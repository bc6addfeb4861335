use std::fmt;

use base64::{Engine, engine::general_purpose::URL_SAFE_NO_PAD};
use rand::{Rng, distr::Alphanumeric};
use sha2::{Digest, Sha256};

pub fn generate_code_verifier() -> String {
    rand::rng()
        .sample_iter(&Alphanumeric)
        .take(128)
        .map(char::from)
        .collect()
}

pub fn generate_code_challenge(verifier: &str) -> String {
    let hash = Sha256::digest(verifier.as_bytes());
    URL_SAFE_NO_PAD.encode(hash)
}

/// Returns a uniformly shuffled copy of `items`; the input is left untouched.
pub fn shuffle<T: Clone>(items: &[T]) -> Vec<T> {
    shuffle_with(items, &mut rand::rng())
}

/// Fisher-Yates over a copy: for i from last to first, swap with a uniform index in `[0, i]`.
pub fn shuffle_with<T: Clone, R: Rng + ?Sized>(items: &[T], rng: &mut R) -> Vec<T> {
    let mut copy = items.to_vec();
    for i in (1..copy.len()).rev() {
        let j = rng.random_range(0..=i);
        copy.swap(i, j);
    }
    copy
}

pub fn take<T: Clone>(items: &[T], limit: usize) -> Vec<T> {
    items.iter().take(limit).cloned().collect()
}

/// Genres offered by the `recommend` command.
#[derive(Debug, Clone, Copy, PartialEq, Eq, Hash)]
pub enum Genre {
    Classical,
    HipHop,
    Chill,
    Alternative,
    Disco,
    AfroBeat,
}

impl Genre {
    pub const ALL: [Genre; 6] = [
        Genre::Classical,
        Genre::HipHop,
        Genre::Chill,
        Genre::Alternative,
        Genre::Disco,
        Genre::AfroBeat,
    ];
}

impl fmt::Display for Genre {
    fn fmt(&self, f: &mut fmt::Formatter<'_>) -> fmt::Result {
        let s = match self {
            Genre::Classical => "classical",
            Genre::HipHop => "hip-hop",
            Genre::Chill => "chill",
            Genre::Alternative => "alternative",
            Genre::Disco => "disco",
            Genre::AfroBeat => "afro-beat",
        };
        write!(f, "{}", s)
    }
}

pub fn parse_genre(s: &str) -> Result<Genre, String> {
    let wanted = s.trim().to_lowercase();
    Genre::ALL
        .iter()
        .copied()
        .find(|g| g.to_string() == wanted)
        .ok_or_else(|| {
            let known = Genre::ALL
                .iter()
                .map(|g| g.to_string())
                .collect::<Vec<_>>()
                .join(", ");
            format!("unknown genre '{}', expected one of: {}", s, known)
        })
}

/// Parses a 1-based row number as shown in the recommendations table.
pub fn parse_pick(s: &str) -> Result<usize, String> {
    match s.trim().parse::<usize>() {
        Ok(0) | Err(_) => Err(format!("invalid row number '{}'", s.trim())),
        Ok(n) => Ok(n),
    }
}

pub fn parse_years(s: &str) -> Result<Vec<i32>, String> {
    s.split(',')
        .map(str::trim)
        .filter(|y| !y.is_empty())
        .map(|y| {
            y.parse::<i32>()
                .map_err(|_| format!("invalid year '{}'", y))
        })
        .collect()
}

/// Song limit as typed by the user, clamped to what a single add call accepts.
pub fn clamp_song_limit(limit: i64) -> usize {
    limit.clamp(0, crate::selection::MAX_CAPSULE_SIZE as i64) as usize
}
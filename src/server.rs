use axum::{Extension, Router, routing::get};
use std::{net::SocketAddr, str::FromStr, sync::Arc};
use tokio::sync::Mutex;

use crate::{Res, api, config, errors::CapsuleError, types::PkceToken};

pub fn router(state: Arc<Mutex<Option<PkceToken>>>) -> Router {
    Router::new()
        .route("/health", get(api::health))
        .route("/callback", get(api::callback))
        .layer(Extension(state))
}

pub async fn start_api_server(state: Arc<Mutex<Option<PkceToken>>>) -> Res<()> {
    let addr = SocketAddr::from_str(&config::server_addr()).map_err(|e| {
        CapsuleError::Configuration(format!("failed to parse server address: {}", e))
    })?;

    let listener = tokio::net::TcpListener::bind(&addr)
        .await
        .map_err(|e| CapsuleError::Configuration(format!("cannot bind {}: {}", addr, e)))?;

    axum::serve(listener, router(state))
        .await
        .map_err(|e| CapsuleError::Configuration(format!("callback server failed: {}", e)))
}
★ ★ ★ ★
**GOAL OF THE EXERCISE**: Go through the records above and copy every line holding the word "impl".

**RESPONSE TO THIS EXERCISE**:
impl Genre {
impl fmt::Display for Genre {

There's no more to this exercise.